**Required work:** All of the entries below are to be copied without any alteration.

**Stored dataset items:**
//! Raw-to-canonical normalization
//!
//! Ids are content-addressed: a conversation id is the first 32 hex
//! characters of a SHA-256 over `"<source tag>:<raw session id>"`, and
//! every child id is namespaced under it. Re-running normalization on
//! unchanged raw input yields byte-identical ids, which makes re-sync
//! idempotent — the id scheme is the idempotency key and must not change.

use chrono::{DateTime, TimeZone, Utc};
use sha2::{Digest, Sha256};

use crate::raw::{FileRole, RawConversation, RawTimestamp};
use crate::record::{
    Conversation, ConversationFile, FileEdit, Message, MessageFile, NormalizedConversation,
    SourceRef, ToolCall,
};
use crate::source::SourceLocation;
use crate::stats::{self, nonzero};
use crate::workspace::{infer_workspace_root, workspace_display_name};

const UNTITLED: &str = "Untitled session";

/// Deterministic conversation id: first 32 hex chars of a 256-bit digest.
pub fn conversation_id(tag: &str, session_id: &str) -> String {
    let digest = Sha256::digest(format!("{}:{}", tag, session_id).as_bytes());
    hex::encode(digest)[..32].to_string()
}

fn edit_fingerprint(message_id: &str, position: usize, path: &str) -> String {
    let digest = Sha256::digest(format!("{}:{}:{}", message_id, position, path).as_bytes());
    hex::encode(digest)[..8].to_string()
}

/// Parse a source-native timestamp into ISO-8601. Failures drop the field;
/// nothing is ever defaulted to "now".
pub fn normalize_timestamp(ts: &RawTimestamp) -> Option<String> {
    match ts {
        RawTimestamp::Text(s) => DateTime::parse_from_rfc3339(s)
            .map(|dt| dt.with_timezone(&Utc))
            .ok()
            .map(|dt| dt.to_rfc3339()),
        RawTimestamp::Millis(ms) => Utc
            .timestamp_millis_opt(*ms)
            .single()
            .map(|dt| dt.to_rfc3339()),
    }
}

/// Normalize one raw conversation against its source location.
pub fn normalize(raw: &RawConversation, location: &SourceLocation) -> NormalizedConversation {
    let source = location.source;
    let conv_id = conversation_id(source.tag(), &raw.session_id);

    let (per_message, rollup) = stats::aggregate(raw);

    let mut messages: Vec<Message> = Vec::new();
    let mut tool_calls: Vec<ToolCall> = Vec::new();
    let mut message_files: Vec<MessageFile> = Vec::new();
    let mut file_edits: Vec<FileEdit> = Vec::new();
    let mut conversation_files: Vec<(String, FileRole)> = Vec::new();

    let mut first_ts: Option<String> = None;
    let mut last_ts: Option<String> = None;

    for (raw_idx, msg) in raw.messages.iter().enumerate() {
        let Some(agg) = per_message[raw_idx].as_ref() else {
            continue;
        };
        let message_index = messages.len();
        let message_id = format!("{}:{}", conv_id, msg.id);
        let timestamp = msg.timestamp.as_ref().and_then(normalize_timestamp);

        if let Some(ts) = &timestamp {
            if first_ts.is_none() {
                first_ts = Some(ts.clone());
            }
            last_ts = Some(ts.clone());
        }

        for (pos, call) in msg.tool_calls.iter().enumerate() {
            tool_calls.push(ToolCall {
                id: format!("{}:{}", message_id, pos),
                conversation_id: conv_id.clone(),
                message_id: message_id.clone(),
                call_id: call.call_id.clone(),
                tool_name: call.tool_name.clone(),
                input: call.input.clone(),
                output: call.output.clone(),
                file_path: call.file_path.clone(),
            });
        }

        for (pos, file) in msg.files.iter().enumerate() {
            message_files.push(MessageFile {
                id: format!("{}:{}", message_id, pos),
                conversation_id: conv_id.clone(),
                message_id: message_id.clone(),
                path: file.path.clone(),
                role: file.role.as_str().to_string(),
            });
            note_conversation_file(&mut conversation_files, &file.path, file.role);
        }

        let edits = msg.file_edits.iter().chain(agg.extra_file_edits.iter());
        for (pos, edit) in edits.enumerate() {
            file_edits.push(FileEdit {
                id: format!(
                    "{}:{}:{}",
                    message_id,
                    pos,
                    edit_fingerprint(&message_id, pos, &edit.path)
                ),
                conversation_id: conv_id.clone(),
                message_id: message_id.clone(),
                path: edit.path.clone(),
                edit_type: edit.kind.as_str().to_string(),
                lines_added: edit.lines_added,
                lines_removed: edit.lines_removed,
            });
            note_conversation_file(&mut conversation_files, &edit.path, FileRole::Edited);
        }

        messages.push(Message {
            id: message_id,
            conversation_id: conv_id.clone(),
            message_index,
            role: msg.role.as_str().to_string(),
            content: msg.content.clone(),
            timestamp,
            input_tokens: nonzero(agg.input_tokens),
            output_tokens: nonzero(agg.output_tokens),
            cache_creation_tokens: nonzero(agg.cache_creation_tokens),
            cache_read_tokens: nonzero(agg.cache_read_tokens),
            lines_added: nonzero(agg.lines_added),
            lines_removed: nonzero(agg.lines_removed),
        });
    }

    for file in &raw.files {
        note_conversation_file(&mut conversation_files, &file.path, file.role);
    }
    for edit in &raw.file_edits {
        note_conversation_file(&mut conversation_files, &edit.path, FileRole::Edited);
    }

    let conversation_files: Vec<ConversationFile> = conversation_files
        .into_iter()
        .enumerate()
        .map(|(pos, (path, role))| ConversationFile {
            id: format!("{}:{}", conv_id, pos),
            conversation_id: conv_id.clone(),
            path,
            role: role.as_str().to_string(),
        })
        .collect();

    let workspace_path = raw
        .workspace_path
        .clone()
        .or_else(|| location.workspace_path.clone())
        .or_else(|| {
            let paths: Vec<String> = conversation_files
                .iter()
                .map(|f| f.path.clone())
                .collect();
            infer_workspace_root(&paths)
        });
    let project_name = workspace_path
        .as_deref()
        .and_then(workspace_display_name);

    let created_at = raw
        .created_at
        .as_ref()
        .and_then(normalize_timestamp)
        .or(first_ts);
    let updated_at = raw
        .updated_at
        .as_ref()
        .and_then(normalize_timestamp)
        .or(last_ts);

    let conversation = Conversation {
        id: conv_id.clone(),
        source,
        title: raw.title.clone().unwrap_or_else(|| UNTITLED.to_string()),
        workspace_path,
        project_name,
        git_branch: raw.git_branch.clone(),
        model: raw.model.clone(),
        mode: raw.mode.clone(),
        created_at,
        updated_at,
        message_count: messages.len(),
        total_input_tokens: nonzero(rollup.input_tokens).or(raw.total_input_tokens),
        total_output_tokens: nonzero(rollup.output_tokens).or(raw.total_output_tokens),
        total_cache_creation_tokens: nonzero(rollup.cache_creation_tokens),
        total_cache_read_tokens: nonzero(rollup.cache_read_tokens),
        total_lines_added: nonzero(rollup.lines_added).or(raw.total_lines_added),
        total_lines_removed: nonzero(rollup.lines_removed).or(raw.total_lines_removed),
        source_ref: SourceRef {
            source,
            session_id: raw.session_id.clone(),
            path: location.store_path.to_string_lossy().to_string(),
        },
    };

    NormalizedConversation {
        conversation,
        messages,
        tool_calls,
        conversation_files,
        message_files,
        file_edits,
    }
}

/// First-seen role wins when the same path recurs.
fn note_conversation_file(files: &mut Vec<(String, FileRole)>, path: &str, role: FileRole) {
    if !files.iter().any(|(p, _)| p == path) {
        files.push((path.to_string(), role));
    }
}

**Response area:**
//! Raw-to-canonical normalization
//!
//! Ids are content-addressed: a conversation id is the first 32 hex
//! characters of a SHA-256 over `"<source tag>:<raw session id>"`, and
//! every child id is namespaced under it. Re-running normalization on
//! unchanged raw input yields byte-identical ids, which makes re-sync
//! idempotent — the id scheme is the idempotency key and must not change.

use chrono::{DateTime, TimeZone, Utc};
use sha2::{Digest, Sha256};

use crate::raw::{FileRole, RawConversation, RawTimestamp};
use crate::record::{
    Conversation, ConversationFile, FileEdit, Message, MessageFile, NormalizedConversation,
    SourceRef, ToolCall,
};
use crate::source::SourceLocation;
use crate::stats::{self, nonzero};
use crate::workspace::{infer_workspace_root, workspace_display_name};

const UNTITLED: &str = "Untitled session";

/// Deterministic conversation id: first 32 hex chars of a 256-bit digest.
pub fn conversation_id(tag: &str, session_id: &str) -> String {
    let digest = Sha256::digest(format!("{}:{}", tag, session_id).as_bytes());
    hex::encode(digest)[..32].to_string()
}

fn edit_fingerprint(message_id: &str, position: usize, path: &str) -> String {
    let digest = Sha256::digest(format!("{}:{}:{}", message_id, position, path).as_bytes());
    hex::encode(digest)[..8].to_string()
}

/// Parse a source-native timestamp into ISO-8601. Failures drop the field;
/// nothing is ever defaulted to "now".
pub fn normalize_timestamp(ts: &RawTimestamp) -> Option<String> {
    match ts {
        RawTimestamp::Text(s) => DateTime::parse_from_rfc3339(s)
            .map(|dt| dt.with_timezone(&Utc))
            .ok()
            .map(|dt| dt.to_rfc3339()),
        RawTimestamp::Millis(ms) => Utc
            .timestamp_millis_opt(*ms)
            .single()
            .map(|dt| dt.to_rfc3339()),
    }
}

/// Normalize one raw conversation against its source location.
pub fn normalize(raw: &RawConversation, location: &SourceLocation) -> NormalizedConversation {
    let source = location.source;
    let conv_id = conversation_id(source.tag(), &raw.session_id);

    let (per_message, rollup) = stats::aggregate(raw);

    let mut messages: Vec<Message> = Vec::new();
    let mut tool_calls: Vec<ToolCall> = Vec::new();
    let mut message_files: Vec<MessageFile> = Vec::new();
    let mut file_edits: Vec<FileEdit> = Vec::new();
    let mut conversation_files: Vec<(String, FileRole)> = Vec::new();

    let mut first_ts: Option<String> = None;
    let mut last_ts: Option<String> = None;

    for (raw_idx, msg) in raw.messages.iter().enumerate() {
        let Some(agg) = per_message[raw_idx].as_ref() else {
            continue;
        };
        let message_index = messages.len();
        let message_id = format!("{}:{}", conv_id, msg.id);
        let timestamp = msg.timestamp.as_ref().and_then(normalize_timestamp);

        if let Some(ts) = &timestamp {
            if first_ts.is_none() {
                first_ts = Some(ts.clone());
            }
            last_ts = Some(ts.clone());
        }

        for (pos, call) in msg.tool_calls.iter().enumerate() {
            tool_calls.push(ToolCall {
                id: format!("{}:{}", message_id, pos),
                conversation_id: conv_id.clone(),
                message_id: message_id.clone(),
                call_id: call.call_id.clone(),
                tool_name: call.tool_name.clone(),
                input: call.input.clone(),
                output: call.output.clone(),
                file_path: call.file_path.clone(),
            });
        }

        for (pos, file) in msg.files.iter().enumerate() {
            message_files.push(MessageFile {
                id: format!("{}:{}", message_id, pos),
                conversation_id: conv_id.clone(),
                message_id: message_id.clone(),
                path: file.path.clone(),
                role: file.role.as_str().to_string(),
            });
            note_conversation_file(&mut conversation_files, &file.path, file.role);
        }

        let edits = msg.file_edits.iter().chain(agg.extra_file_edits.iter());
        for (pos, edit) in edits.enumerate() {
            file_edits.push(FileEdit {
                id: format!(
                    "{}:{}:{}",
                    message_id,
                    pos,
                    edit_fingerprint(&message_id, pos, &edit.path)
                ),
                conversation_id: conv_id.clone(),
                message_id: message_id.clone(),
                path: edit.path.clone(),
                edit_type: edit.kind.as_str().to_string(),
                lines_added: edit.lines_added,
                lines_removed: edit.lines_removed,
            });
            note_conversation_file(&mut conversation_files, &edit.path, FileRole::Edited);
        }

        messages.push(Message {
            id: message_id,
            conversation_id: conv_id.clone(),
            message_index,
            role: msg.role.as_str().to_string(),
            content: msg.content.clone(),
            timestamp,
            input_tokens: nonzero(agg.input_tokens),
            output_tokens: nonzero(agg.output_tokens),
            cache_creation_tokens: nonzero(agg.cache_creation_tokens),
            cache_read_tokens: nonzero(agg.cache_read_tokens),
            lines_added: nonzero(agg.lines_added),
            lines_removed: nonzero(agg.lines_removed),
        });
    }

    for file in &raw.files {
        note_conversation_file(&mut conversation_files, &file.path, file.role);
    }
    for edit in &raw.file_edits {
        note_conversation_file(&mut conversation_files, &edit.path, FileRole::Edited);
    }

    let conversation_files: Vec<ConversationFile> = conversation_files
        .into_iter()
        .enumerate()
        .map(|(pos, (path, role))| ConversationFile {
            id: format!("{}:{}", conv_id, pos),
            conversation_id: conv_id.clone(),
            path,
            role: role.as_str().to_string(),
        })
        .collect();

    let workspace_path = raw
        .workspace_path
        .clone()
        .or_else(|| location.workspace_path.clone())
        .or_else(|| {
            let paths: Vec<String> = conversation_files
                .iter()
                .map(|f| f.path.clone())
                .collect();
            infer_workspace_root(&paths)
        });
    let project_name = workspace_path
        .as_deref()
        .and_then(workspace_display_name);

    let created_at = raw
        .created_at
        .as_ref()
        .and_then(normalize_timestamp)
        .or(first_ts);
    let updated_at = raw
        .updated_at
        .as_ref()
        .and_then(normalize_timestamp)
        .or(last_ts);

    let conversation = Conversation {
        id: conv_id.clone(),
        source,
        title: raw.title.clone().unwrap_or_else(|| UNTITLED.to_string()),
        workspace_path,
        project_name,
        git_branch: raw.git_branch.clone(),
        model: raw.model.clone(),
        mode: raw.mode.clone(),
        created_at,
        updated_at,
        message_count: messages.len(),
        total_input_tokens: nonzero(rollup.input_tokens).or(raw.total_input_tokens),
        total_output_tokens: nonzero(rollup.output_tokens).or(raw.total_output_tokens),
        total_cache_creation_tokens: nonzero(rollup.cache_creation_tokens),
        total_cache_read_tokens: nonzero(rollup.cache_read_tokens),
        total_lines_added: nonzero(rollup.lines_added).or(raw.total_lines_added),
        total_lines_removed: nonzero(rollup.lines_removed).or(raw.total_lines_removed),
        source_ref: SourceRef {
            source,
            session_id: raw.session_id.clone(),
            path: location.store_path.to_string_lossy().to_string(),
        },
    };

    NormalizedConversation {
        conversation,
        messages,
        tool_calls,
        conversation_files,
        message_files,
        file_edits,
    }
}

/// First-seen role wins when the same path recurs.
fn note_conversation_file(files: &mut Vec<(String, FileRole)>, path: &str, role: FileRole) {
    if !files.iter().any(|(p, _)| p == path) {
        files.push((path.to_string(), role));
    }
}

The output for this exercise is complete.